This does not mean that scientific diagrams are always dependent on the accompanying written content. A diagram may be fully understood in the absence of accompanying text if it specifies the abstract or concrete relations that connect the depicted subjects (Martinec and Salway, 2005). Additionally, expert readers can interpret figures almost without consulting the text of a scientific communication. Frequently, scientific text has a supporting role to the diagram, introducing the topics of discussion and providing interpretations, many of which may be inferred from the images by an expert reader. As texts that are directed towards a specialized audience, scientific communications are generally composed within the epistemological, verbal and visual conventions of a particular community, constituting a genre with its own patterns and meaning-making practices (Bruce, 2008; Lemke, 1998, 1999, 2004; Martin, 1991). Thus, the diagram may be almost fully independent from the text if the reader is well versed in the particular conventions of the research area. In other words, both the accompanying text and the reader’s previous knowledge can function as directions to interpret scientific diagrams. Because similar observations can be made about comics (Witek, 2009), it will be necessary in the course of this study to understand how convention and semantic content cooperate with the structural components of visual narratives.

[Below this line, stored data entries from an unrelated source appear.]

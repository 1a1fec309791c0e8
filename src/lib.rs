//! Response rendering helpers for `hyper` services
//!
//! - [`http`]: content negotiation, the response parameter bag and the
//!   format writers (`blob`, `json`, `xml`, files, redirects, ...)
//! - [`render`]: the [`Render`] dispatcher, templates and server-sent events
//! - [`decode`]: request body decoding by `Content-Type`
//! - [`pagination`]: page state, `Link` headers and canonical redirects
//! - [`error`]: error to status mapping
//!
//! ```
//! use hyper::Request;
//! use hyper_render::{Param, Render};
//!
//! let render = Render::default();
//! let req = Request::builder()
//!     .header("accept", "application/json")
//!     .body(())
//!     .unwrap();
//! let resp = render.respond(&req, &vec!["a", "b"], &[Param::Status(200)]);
//! assert_eq!(resp.headers()["content-type"], "application/json; charset=utf-8");
//! ```

pub mod config;
pub mod decode;
pub mod error;
pub mod http;
pub mod logger;
pub mod pagination;
pub mod render;

pub use config::RenderConfig;
pub use decode::DecodeError;
pub use error::{ApiError, ErrorMap, ErrorResponse, HttpError};
pub use http::{ContentType, HttpResponse, Param};
pub use pagination::Pagination;
pub use render::Render;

Morphological Transformation in Sequential Visual Narratives
To facilitate our comparison, this study was circumscribed to representations of morphological transformation as it is a common subject in both comics (Lee, 1974; Round, 2010) and scientific diagrams. All mentions of ‘transformation’ or ‘morphological transformation’ in this communication refer to narrative events, where an entity gradually changes into another. This entity is either a character in a comic, or a model organism in a diagram (and should not be confused with theoretical transformational processes of generative grammars).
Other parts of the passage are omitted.